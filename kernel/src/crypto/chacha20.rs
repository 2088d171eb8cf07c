//! ChaCha20-Poly1305 AEAD
//!
//! Implementation of RFC 8439 ChaCha20 stream cipher and Poly1305 MAC.

#![allow(dead_code)]

use alloc::vec::Vec;

/// ChaCha20 quarter round
#[inline(always)]
fn quarter_round(state: &mut [u32; 16], a: usize, b: usize, c: usize, d: usize) {
    state[a] = state[a].wrapping_add(state[b]);
    state[d] ^= state[a];
    state[d] = state[d].rotate_left(16);

    state[c] = state[c].wrapping_add(state[d]);
    state[b] ^= state[c];
    state[b] = state[b].rotate_left(12);

    state[a] = state[a].wrapping_add(state[b]);
    state[d] ^= state[a];
    state[d] = state[d].rotate_left(8);

    state[c] = state[c].wrapping_add(state[d]);
    state[b] ^= state[c];
    state[b] = state[b].rotate_left(7);
}

/// ChaCha20 block function
fn chacha20_block(key: &[u8; 32], counter: u32, nonce: &[u8; 12]) -> [u8; 64] {
    // Initialize state
    let mut state: [u32; 16] = [
        // "expand 32-byte k"
        0x61707865,
        0x3320646e,
        0x79622d32,
        0x6b206574,
        // Key
        u32::from_le_bytes([key[0], key[1], key[2], key[3]]),
        u32::from_le_bytes([key[4], key[5], key[6], key[7]]),
        u32::from_le_bytes([key[8], key[9], key[10], key[11]]),
        u32::from_le_bytes([key[12], key[13], key[14], key[15]]),
        u32::from_le_bytes([key[16], key[17], key[18], key[19]]),
        u32::from_le_bytes([key[20], key[21], key[22], key[23]]),
        u32::from_le_bytes([key[24], key[25], key[26], key[27]]),
        u32::from_le_bytes([key[28], key[29], key[30], key[31]]),
        // Counter
        counter,
        // Nonce
        u32::from_le_bytes([nonce[0], nonce[1], nonce[2], nonce[3]]),
        u32::from_le_bytes([nonce[4], nonce[5], nonce[6], nonce[7]]),
        u32::from_le_bytes([nonce[8], nonce[9], nonce[10], nonce[11]]),
    ];

    let initial_state = state;

    // 20 rounds (10 double rounds)
    for _ in 0..10 {
        // Column rounds
        quarter_round(&mut state, 0, 4, 8, 12);
        quarter_round(&mut state, 1, 5, 9, 13);
        quarter_round(&mut state, 2, 6, 10, 14);
        quarter_round(&mut state, 3, 7, 11, 15);
        // Diagonal rounds
        quarter_round(&mut state, 0, 5, 10, 15);
        quarter_round(&mut state, 1, 6, 11, 12);
        quarter_round(&mut state, 2, 7, 8, 13);
        quarter_round(&mut state, 3, 4, 9, 14);
    }

    // Add initial state
    for i in 0..16 {
        state[i] = state[i].wrapping_add(initial_state[i]);
    }

    // Serialize to bytes
    let mut output = [0u8; 64];
    for (i, word) in state.iter().enumerate() {
        output[i * 4..(i + 1) * 4].copy_from_slice(&word.to_le_bytes());
    }
    output
}

/// ChaCha20 encryption/decryption (same operation for stream cipher)
pub fn chacha20_encrypt(key: &[u8; 32], nonce: &[u8; 12], counter: u32, plaintext: &[u8]) -> Vec<u8> {
    let mut ciphertext = Vec::with_capacity(plaintext.len());
    let mut block_counter = counter;

    for chunk in plaintext.chunks(64) {
        let keystream = chacha20_block(key, block_counter, nonce);
        for (i, &byte) in chunk.iter().enumerate() {
            ciphertext.push(byte ^ keystream[i]);
        }
        block_counter = block_counter.wrapping_add(1);
    }

    ciphertext
}

/// Poly1305 MAC state
struct Poly1305 {
    r: [u32; 5],
    h: [u32; 5],
    pad: [u32; 4],
}

impl Poly1305 {
    /// Create new Poly1305 with key
    fn new(key: &[u8; 32]) -> Self {
        // r = key[0..16] with certain bits clamped
        let mut r = [0u32; 5];
        r[0] = (u32::from_le_bytes([key[0], key[1], key[2], key[3]])) & 0x3ffffff;
        r[1] = (u32::from_le_bytes([key[3], key[4], key[5], key[6]]) >> 2) & 0x3ffff03;
        r[2] = (u32::from_le_bytes([key[6], key[7], key[8], key[9]]) >> 4) & 0x3ffc0ff;
        r[3] = (u32::from_le_bytes([key[9], key[10], key[11], key[12]]) >> 6) & 0x3f03fff;
        r[4] = (u32::from_le_bytes([key[12], key[13], key[14], key[15]]) >> 8) & 0x00fffff;

        // pad = key[16..32]
        let pad = [
            u32::from_le_bytes([key[16], key[17], key[18], key[19]]),
            u32::from_le_bytes([key[20], key[21], key[22], key[23]]),
            u32::from_le_bytes([key[24], key[25], key[26], key[27]]),
            u32::from_le_bytes([key[28], key[29], key[30], key[31]]),
        ];

        Self {
            r,
            h: [0; 5],
            pad,
        }
    }

    /// Add a 16-byte block
    fn block(&mut self, data: &[u8], is_last: bool) {
        // Parse block into 5 26-bit limbs
        let hibit = if is_last { 0 } else { 1u32 << 24 };

        let mut n = [0u8; 17];
        let len = core::cmp::min(16, data.len());
        n[..len].copy_from_slice(&data[..len]);
        if !is_last && len < 16 {
            n[len] = 1;
        }

        let t0 = u32::from_le_bytes([n[0], n[1], n[2], n[3]]);
        let t1 = u32::from_le_bytes([n[4], n[5], n[6], n[7]]);
        let t2 = u32::from_le_bytes([n[8], n[9], n[10], n[11]]);
        let t3 = u32::from_le_bytes([n[12], n[13], n[14], n[15]]);

        self.h[0] = self.h[0].wrapping_add(t0 & 0x3ffffff);
        self.h[1] = self.h[1].wrapping_add(((t1 << 6) | (t0 >> 26)) & 0x3ffffff);
        self.h[2] = self.h[2].wrapping_add(((t2 << 12) | (t1 >> 20)) & 0x3ffffff);
        self.h[3] = self.h[3].wrapping_add(((t3 << 18) | (t2 >> 14)) & 0x3ffffff);
        self.h[4] = self.h[4].wrapping_add((t3 >> 8) | hibit);

        // Multiply by r
        let s1 = self.r[1] * 5;
        let s2 = self.r[2] * 5;
        let s3 = self.r[3] * 5;
        let s4 = self.r[4] * 5;

        let d0 = self.h[0] as u64 * self.r[0] as u64
            + self.h[1] as u64 * s4 as u64
            + self.h[2] as u64 * s3 as u64
            + self.h[3] as u64 * s2 as u64
            + self.h[4] as u64 * s1 as u64;

        let d1 = self.h[0] as u64 * self.r[1] as u64
            + self.h[1] as u64 * self.r[0] as u64
            + self.h[2] as u64 * s4 as u64
            + self.h[3] as u64 * s3 as u64
            + self.h[4] as u64 * s2 as u64;

        let d2 = self.h[0] as u64 * self.r[2] as u64
            + self.h[1] as u64 * self.r[1] as u64
            + self.h[2] as u64 * self.r[0] as u64
            + self.h[3] as u64 * s4 as u64
            + self.h[4] as u64 * s3 as u64;

        let d3 = self.h[0] as u64 * self.r[3] as u64
            + self.h[1] as u64 * self.r[2] as u64
            + self.h[2] as u64 * self.r[1] as u64
            + self.h[3] as u64 * self.r[0] as u64
            + self.h[4] as u64 * s4 as u64;

        let d4 = self.h[0] as u64 * self.r[4] as u64
            + self.h[1] as u64 * self.r[3] as u64
            + self.h[2] as u64 * self.r[2] as u64
            + self.h[3] as u64 * self.r[1] as u64
            + self.h[4] as u64 * self.r[0] as u64;

        // Partial reduction mod 2^130-5
        let mut c: u32;
        c = (d0 >> 26) as u32;
        self.h[0] = (d0 as u32) & 0x3ffffff;
        let d1 = d1 + c as u64;

        c = (d1 >> 26) as u32;
        self.h[1] = (d1 as u32) & 0x3ffffff;
        let d2 = d2 + c as u64;

        c = (d2 >> 26) as u32;
        self.h[2] = (d2 as u32) & 0x3ffffff;
        let d3 = d3 + c as u64;

        c = (d3 >> 26) as u32;
        self.h[3] = (d3 as u32) & 0x3ffffff;
        let d4 = d4 + c as u64;

        c = (d4 >> 26) as u32;
        self.h[4] = (d4 as u32) & 0x3ffffff;
        self.h[0] = self.h[0].wrapping_add(c * 5);

        c = self.h[0] >> 26;
        self.h[0] &= 0x3ffffff;
        self.h[1] = self.h[1].wrapping_add(c);
    }

    /// Finalize and return the tag
    fn finalize(mut self) -> [u8; 16] {
        // Full carry chain
        let mut c = self.h[1] >> 26;
        self.h[1] &= 0x3ffffff;
        self.h[2] = self.h[2].wrapping_add(c);

        c = self.h[2] >> 26;
        self.h[2] &= 0x3ffffff;
        self.h[3] = self.h[3].wrapping_add(c);

        c = self.h[3] >> 26;
        self.h[3] &= 0x3ffffff;
        self.h[4] = self.h[4].wrapping_add(c);

        c = self.h[4] >> 26;
        self.h[4] &= 0x3ffffff;
        self.h[0] = self.h[0].wrapping_add(c * 5);

        c = self.h[0] >> 26;
        self.h[0] &= 0x3ffffff;
        self.h[1] = self.h[1].wrapping_add(c);

        // Compute h - p
        let mut g0 = self.h[0].wrapping_add(5);
        c = g0 >> 26;
        g0 &= 0x3ffffff;

        let mut g1 = self.h[1].wrapping_add(c);
        c = g1 >> 26;
        g1 &= 0x3ffffff;

        let mut g2 = self.h[2].wrapping_add(c);
        c = g2 >> 26;
        g2 &= 0x3ffffff;

        let mut g3 = self.h[3].wrapping_add(c);
        c = g3 >> 26;
        g3 &= 0x3ffffff;

        let g4 = self.h[4].wrapping_add(c).wrapping_sub(1 << 26);

        // Select h if h < p, or h - p if h >= p
        let mask = (g4 >> 31).wrapping_sub(1);
        g0 &= mask;
        g1 &= mask;
        g2 &= mask;
        g3 &= mask;
        let g4 = g4 & mask;

        let mask = !mask;
        self.h[0] = (self.h[0] & mask) | g0;
        self.h[1] = (self.h[1] & mask) | g1;
        self.h[2] = (self.h[2] & mask) | g2;
        self.h[3] = (self.h[3] & mask) | g3;
        self.h[4] = (self.h[4] & mask) | g4;

        // h = h mod 2^128
        let h0 = (self.h[0] | (self.h[1] << 26)) as u64;
        let h1 = ((self.h[1] >> 6) | (self.h[2] << 20)) as u64;
        let h2 = ((self.h[2] >> 12) | (self.h[3] << 14)) as u64;
        let h3 = ((self.h[3] >> 18) | (self.h[4] << 8)) as u64;

        // mac = (h + pad) mod 2^128
        let mut f: u64;
        f = h0 + self.pad[0] as u64;
        let h0 = f as u32;
        f = h1 + self.pad[1] as u64 + (f >> 32);
        let h1 = f as u32;
        f = h2 + self.pad[2] as u64 + (f >> 32);
        let h2 = f as u32;
        f = h3 + self.pad[3] as u64 + (f >> 32);
        let h3 = f as u32;

        let mut tag = [0u8; 16];
        tag[0..4].copy_from_slice(&h0.to_le_bytes());
        tag[4..8].copy_from_slice(&h1.to_le_bytes());
        tag[8..12].copy_from_slice(&h2.to_le_bytes());
        tag[12..16].copy_from_slice(&h3.to_le_bytes());

        tag
    }
}

/// Poly1305 MAC computation
pub fn poly1305(key: &[u8; 32], message: &[u8]) -> [u8; 16] {
    let mut mac = Poly1305::new(key);

    let mut offset = 0;
    while offset + 16 <= message.len() {
        mac.block(&message[offset..offset + 16], false);
        offset += 16;
    }

    if offset < message.len() {
        let remaining = &message[offset..];
        let mut padded = [0u8; 16];
        padded[..remaining.len()].copy_from_slice(remaining);
        padded[remaining.len()] = 1;
        mac.block(&padded, true);
    }

    mac.finalize()
}

/// Pad16 - pad to 16-byte boundary
fn pad16(len: usize) -> usize {
    if len % 16 == 0 {
        0
    } else {
        16 - (len % 16)
    }
}

/// ChaCha20-Poly1305 AEAD encryption (RFC 8439)
pub fn chacha20_poly1305_encrypt(
    key: &[u8; 32],
    nonce: &[u8; 12],
    aad: &[u8],
    plaintext: &[u8],
) -> (Vec<u8>, [u8; 16]) {
    // Encrypt
    let ciphertext = chacha20_encrypt(key, nonce, 1, plaintext);

    // Generate Poly1305 key
    let poly_key_block = chacha20_block(key, 0, nonce);
    let poly_key: [u8; 32] = poly_key_block[..32].try_into().unwrap();

    // Construct Poly1305 input
    let mut mac_data = Vec::new();
    mac_data.extend_from_slice(aad);
    mac_data.resize(mac_data.len() + pad16(aad.len()), 0);
    mac_data.extend_from_slice(&ciphertext);
    mac_data.resize(mac_data.len() + pad16(ciphertext.len()), 0);
    mac_data.extend_from_slice(&(aad.len() as u64).to_le_bytes());
    mac_data.extend_from_slice(&(ciphertext.len() as u64).to_le_bytes());

    let tag = poly1305(&poly_key, &mac_data);

    (ciphertext, tag)
}

/// ChaCha20-Poly1305 AEAD decryption (RFC 8439)
pub fn chacha20_poly1305_decrypt(
    key: &[u8; 32],
    nonce: &[u8; 12],
    aad: &[u8],
    ciphertext: &[u8],
    tag: &[u8; 16],
) -> Option<Vec<u8>> {
    // Generate Poly1305 key
    let poly_key_block = chacha20_block(key, 0, nonce);
    let poly_key: [u8; 32] = poly_key_block[..32].try_into().unwrap();

    // Construct Poly1305 input
    let mut mac_data = Vec::new();
    mac_data.extend_from_slice(aad);
    mac_data.resize(mac_data.len() + pad16(aad.len()), 0);
    mac_data.extend_from_slice(ciphertext);
    mac_data.resize(mac_data.len() + pad16(ciphertext.len()), 0);
    mac_data.extend_from_slice(&(aad.len() as u64).to_le_bytes());
    mac_data.extend_from_slice(&(ciphertext.len() as u64).to_le_bytes());

    let expected_tag = poly1305(&poly_key, &mac_data);

    // Constant-time comparison
    let mut diff = 0u8;
    for i in 0..16 {
        diff |= tag[i] ^ expected_tag[i];
    }

    if diff != 0 {
        return None; // Authentication failed
    }

    // Decrypt
    Some(chacha20_encrypt(key, nonce, 1, ciphertext))
}
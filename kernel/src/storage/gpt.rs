    #![allow(dead_code)]

    use alloc::vec::Vec;

    use super::block::BlockDevice;
    use crate::util::{KError, KResult};

    #[derive(Debug, Clone)]
    pub struct GptPartition {
        pub first_lba: u64,
        pub last_lba: u64,
        pub name_utf16: [u16; 36],
        pub type_guid: [u8; 16],
        pub unique_guid: [u8; 16],
        pub attributes: u64,
    }

    #[derive(Debug, Clone)]
    pub struct Gpt {
        pub header_lba: u64,
        pub partitions: Vec<GptPartition>,
    }

    #[repr(C, packed)]
    struct RawGptHeader {
        signature: [u8; 8], // "EFI PART"
        revision: u32,
        header_size: u32,
        header_crc32: u32,
        reserved: u32,
        current_lba: u64,
        backup_lba: u64,
        first_usable_lba: u64,
        last_usable_lba: u64,
        disk_guid: [u8; 16],
        partition_entries_lba: u64,
        num_partition_entries: u32,
        size_of_partition_entry: u32,
        partition_entries_crc32: u32,
        // rest ignored
    }

    #[repr(C, packed)]
    struct RawGptEntry {
        type_guid: [u8; 16],
        unique_guid: [u8; 16],
        first_lba: u64,
        last_lba: u64,
        attributes: u64,
        name_utf16: [u16; 36],
    }

    /// Lê e retorna as partições GPT do dispositivo.
    pub fn read_gpt_partitions(dev: &dyn BlockDevice) -> KResult<Vec<GptPartition>> {
        let gpt = read_gpt(dev)?;
        Ok(gpt.partitions)
    }

    pub fn read_gpt(dev: &dyn BlockDevice) -> KResult<Gpt> {
        let bs = dev.block_size();
        if bs < 512 {
            return Err(KError::Invalid);
        }

        // GPT header fica em LBA1
        let mut buf = alloc::vec![0u8; bs as usize];
        dev.read_blocks(1, 1, &mut buf)?;

        if buf.len() < core::mem::size_of::<RawGptHeader>() {
            return Err(KError::Invalid);
        }

        let hdr = unsafe { &*(buf.as_ptr() as *const RawGptHeader) };
        if &hdr.signature != b"EFI PART" {
            return Err(KError::NotFound);
        }

        // Por enquanto não validamos CRC (exige crc32).
        let entry_size = hdr.size_of_partition_entry as usize;
        let num_entries = hdr.num_partition_entries as usize;
        if entry_size < core::mem::size_of::<RawGptEntry>() {
            return Err(KError::Invalid);
        }

        // Leitura dos entries: pode ocupar múltiplos LBAs.
        let entries_bytes = num_entries
            .checked_mul(entry_size)
            .ok_or(KError::Invalid)?;

        let blocks_needed = ((entries_bytes + (bs as usize) - 1) / (bs as usize)) as u32;

        let mut entries_buf = alloc::vec![0u8; (blocks_needed as usize) * (bs as usize)];
        dev.read_blocks(hdr.partition_entries_lba, blocks_needed, &mut entries_buf)?;

        let mut partitions = Vec::new();
        for i in 0..num_entries {
            let off = i * entry_size;
            let end = off + core::mem::size_of::<RawGptEntry>();
            if end > entries_buf.len() {
                break;
            }
            let ent = unsafe { &*(entries_buf[off..].as_ptr() as *const RawGptEntry) };
            if ent.type_guid == [0u8; 16] {
                continue; // entry vazio
            }
            partitions.push(GptPartition {
                first_lba: ent.first_lba,
                last_lba: ent.last_lba,
                name_utf16: ent.name_utf16,
                type_guid: ent.type_guid,
                unique_guid: ent.unique_guid,
                attributes: ent.attributes,
            });
        }

        Ok(Gpt {
            header_lba: hdr.current_lba,
            partitions,
        })
    }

* * * * * * *

* _What to do_:
Check the entries above for the word "signature" and copy every line where it turns up.

* _Task output_:
        signature: [u8; 8], // "EFI PART"
        if &hdr.signature != b"EFI PART" {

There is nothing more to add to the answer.